SCOTMID has cited “unprecedented” political uncertainty and pressure from rising costs as it reported profits down seven per cent to £5.3 million and warned the revaluation of business rates will drive up overheads by £500,000 in its current financial year.

The Scottish co-operative said it delivered a strong underlying trading performance in a “lacklustre retail market” in the 52 weeks ended January 28, with turnover rising £6m to £376m.

Chief executive John Brodie gave an upbeat verdict of the results against a backdrop of falling retail sales, tough competition, higher National Living Wage costs and growing cost of goods, sparked by weaker sterling since the Brexit vote. But he warned the challenges facing the co-operative are likely to become even more stringent in the current year, with the announcement of a snap General Election ramping up the political uncertainty already brought by Brexit and the Trump victory in the US election. He raised the prospect of costs, in the shape of apprenticeship levy, rating revaluation and National Living Wage, continuing to rise.

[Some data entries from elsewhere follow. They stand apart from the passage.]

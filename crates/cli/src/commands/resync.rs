use warden_core::models::sync::RunMode;
use warden_core::signal::publish_resync;

use super::{load_config, open_repo};

/// Run the `resync` command: ask running workers for an immediate pass.
pub async fn run(config_path: &str, mode: RunMode) -> anyhow::Result<()> {
    let config = load_config(config_path)?;
    let repo = open_repo(&config).await?;
    let id = publish_resync(repo.as_ref(), mode).await?;
    println!(
        "Resync requested on {} (signal #{id}). Workers pick it up within {}s.",
        mode.signal_channel(),
        config.scheduler.signal_poll_seconds
    );
    Ok(())
}
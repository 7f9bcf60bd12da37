//! Shared fixtures for unit tests.

use std::sync::atomic::{AtomicUsize, Ordering};
use std::sync::{Arc, Mutex};
use std::time::Duration;

use async_trait::async_trait;
use tokio::sync::{Notify, Semaphore};

use crate::connectors::{
    ConnectorDefinition, ConnectorInstance, ConnectorSettings, Integration, IntegrationRole,
    RunDeps, StaticSettings,
};
use crate::context::{CancelReason, RunContext};
use crate::db::sqlite::SqliteRepository;
use crate::db::DatabasePool;
use crate::error::{Result, WardenError};
use crate::models::identity::IdentityRecord;
use crate::models::sync::RunMode;
use crate::reporter::{Event, Reporter};
use crate::runner::RunOnce;

pub async fn memory_repo() -> Arc<SqliteRepository> {
    let pool = DatabasePool::new_sqlite_memory().await.unwrap();
    Arc::new(SqliteRepository::new(pool.into_sqlite()))
}

#[derive(Debug, Default)]
pub struct MemoryReporter {
    events: Mutex<Vec<Event>>,
}

impl MemoryReporter {
    pub fn events(&self) -> Vec<Event> {
        self.events.lock().unwrap().clone()
    }
}

impl Reporter for MemoryReporter {
    fn report(&self, event: &Event) {
        self.events.lock().unwrap().push(event.clone());
    }
}

/// What a mock integration does when run.
#[derive(Debug, Clone, Default)]
pub enum Behavior {
    #[default]
    Succeed,
    Write(Vec<IdentityRecord>),
    WriteThenFail(Vec<IdentityRecord>),
    Fail,
    CancelWith(CancelReason),
    WaitForCancel,
}

/// A connector kind whose integrations follow a scripted [`Behavior`].
/// Clones share the call counter.
#[derive(Debug, Clone)]
pub struct MockDefinition {
    kind: String,
    behavior: Behavior,
    calls: Arc<AtomicUsize>,
}

impl MockDefinition {
    pub fn new(kind: &str) -> Self {
        Self {
            kind: kind.to_string(),
            behavior: Behavior::Succeed,
            calls: Arc::new(AtomicUsize::new(0)),
        }
    }

    pub fn behave(mut self, behavior: Behavior) -> Self {
        self.behavior = behavior;
        self
    }

    pub fn calls(&self) -> usize {
        self.calls.load(Ordering::SeqCst)
    }
}

impl ConnectorDefinition for MockDefinition {
    fn kind(&self) -> &str {
        &self.kind
    }

    fn display_name(&self) -> &str {
        "Mock"
    }

    fn role(&self) -> IntegrationRole {
        IntegrationRole::Idp
    }

    fn supports(&self, _mode: RunMode) -> bool {
        true
    }

    fn decode(&self, _raw: &toml::Table) -> Result<ConnectorSettings> {
        Ok(ConnectorSettings::Static(StaticSettings::default()))
    }

    fn validate(&self, _settings: &ConnectorSettings) -> Result<()> {
        Ok(())
    }

    fn is_configured(&self, _settings: &ConnectorSettings) -> bool {
        true
    }

    fn new_integration(
        &self,
        name: &str,
        _settings: &ConnectorSettings,
    ) -> Result<Box<dyn Integration>> {
        Ok(Box::new(MockIntegration {
            kind: self.kind.clone(),
            name: name.to_string(),
            behavior: self.behavior.clone(),
            calls: self.calls.clone(),
        }))
    }
}

pub fn instance(definition: &MockDefinition, name: &str) -> ConnectorInstance {
    ConnectorInstance {
        definition: Arc::new(definition.clone()),
        name: name.to_string(),
        enabled: true,
        settings: ConnectorSettings::Static(StaticSettings::default()),
    }
}

struct MockIntegration {
    kind: String,
    name: String,
    behavior: Behavior,
    calls: Arc<AtomicUsize>,
}

#[async_trait]
impl Integration for MockIntegration {
    fn kind(&self) -> &str {
        &self.kind
    }

    fn name(&self) -> &str {
        &self.name
    }

    fn role(&self) -> IntegrationRole {
        IntegrationRole::Idp
    }

    fn init_events(&self) -> Vec<Event> {
        vec![Event::stage(format!("{}/{}", self.kind, self.name), "mock")]
    }

    async fn run(&self, ctx: &RunContext, deps: &RunDeps) -> Result<()> {
        self.calls.fetch_add(1, Ordering::SeqCst);
        match &self.behavior {
            Behavior::Succeed => Ok(()),
            Behavior::Write(rows) => deps.write_identities(rows).await.map(|_| ()),
            Behavior::WriteThenFail(rows) => {
                deps.write_identities(rows).await?;
                Err(WardenError::Api("connection reset mid-page".into()))
            }
            Behavior::Fail => Err(WardenError::Api("upstream returned 401".into())),
            Behavior::CancelWith(reason) => {
                ctx.cancel(*reason);
                Err(WardenError::Canceled)
            }
            Behavior::WaitForCancel => {
                ctx.cancelled().await;
                Err(WardenError::Canceled)
            }
        }
    }
}

/// A [`RunOnce`] that counts invocations and can park each one on a gate.
pub struct CountingRunner {
    calls: AtomicUsize,
    changed: Notify,
    gate: Option<Semaphore>,
    fail: bool,
}

impl CountingRunner {
    pub fn open() -> Self {
        Self {
            calls: AtomicUsize::new(0),
            changed: Notify::new(),
            gate: None,
            fail: false,
        }
    }

    /// Every invocation waits for a [`release`](Self::release) permit.
    pub fn gated() -> Self {
        Self {
            gate: Some(Semaphore::new(0)),
            ..Self::open()
        }
    }

    pub fn failing() -> Self {
        Self {
            fail: true,
            ..Self::open()
        }
    }

    pub fn calls(&self) -> usize {
        self.calls.load(Ordering::SeqCst)
    }

    pub fn release(&self, n: usize) {
        if let Some(gate) = &self.gate {
            gate.add_permits(n);
        }
    }

    pub async fn wait_for_calls(&self, n: usize) {
        let wait = async {
            loop {
                let notified = self.changed.notified();
                if self.calls() >= n {
                    return;
                }
                notified.await;
            }
        };
        tokio::time::timeout(Duration::from_secs(5), wait)
            .await
            .unwrap_or_else(|_| panic!("timed out waiting for {n} calls, saw {}", self.calls()));
    }
}

#[async_trait]
impl RunOnce for CountingRunner {
    async fn run_once(&self, _ctx: &RunContext) -> Result<()> {
        self.calls.fetch_add(1, Ordering::SeqCst);
        self.changed.notify_one();
        if let Some(gate) = &self.gate {
            gate.acquire().await.unwrap().forget();
        }
        if self.fail {
            return Err(WardenError::Integration("scripted failure".into()));
        }
        Ok(())
    }
}
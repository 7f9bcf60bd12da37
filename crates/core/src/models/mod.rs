pub mod identity;
pub mod lock;
pub mod sync;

Mr Brodie, who said the company had shed 150 jobs under efficiency measures designed to combat rising costs last year, said: “We expect 2017 to be an equally or more challenging year than 2017. We have had the announcement of the General Election, which may bring potentially more short-term uncertainty. But whatever the outcome may be [it] will hopefully lead to longer-term certainty.”

Mr Brodie noted the fall in sterling since the UK voted to leave the European Union had its most pronounced effect on its Semichem toiletries business, which sources some products in Europe. But he said these higher costs had been partially offset by an increase in trade from consumers in the Republic of Ireland visiting stores in Northern Ireland close to the Border, thanks to the strength of the euro versus the pound. Scotmid has 25 stores in Northern Ireland.

Brexit has also had an impact on its pension deficit which grew by £7.1m. That was attributed to lower gilt yields as a result of the cut in interest rates following the vote to leave the EU. Scotmid noted, however, that it ended the year with assets in excess of £91.5m, despite having used some of its surplus to reduce the pension deficit. The deficit now stands at £22.5m.

Scotmid said its trading profit was boosted by a £5.1m revaluation gain from its property investment portfolio. It benefited during the year from property rental income growth, thanks mainly to the renewal of the lease on one of the society’s main commercial properties. Elsewhere, it reported a year of growth in its funeral business, amid increasing funeral plan sales. Two new funeral offices were opened, in Livingston and Edinburgh.

Meanwhile, Mr Brodie expects the controversial revaluation of business rates to result in an annualised cost to the co-operative of £500,000. The retailer said it had been virtually impossible to legislate for the increase because it only received notification of the higher bills in December, with the new charges taking effect from April.

“It is very difficult for longer term planning when you have to face cost increases announced at such short notice,” Mr Brodie said.

Mr Brodie, who said retailers will not benefit from the rates relief announced by the Scottish Government, fed his thoughts into the Barclay Review of business rates via trade groups. Asked how he would like to see the valuation system improved, the retailer said he would like to see the rates burden on retailers reduced to reflect the challenges the sector now faces.

Mr Brodie declined to comment in detail when asked how Tesco’s bid for Booker will affect the convenience store sector if the deal goes through. But he said the proposed acquisition underlines the rapid pace of change now seen in the sector. He added that Scotmid remains open to making acquisitions itself, but noted that it was currently getting better value from investing in improving its existing store estate.

The society invested £10m in capital expenditure last year, which included the development of its foot-to-go offers in stores. Scotmid employs around 4,300 staff in 300 stores.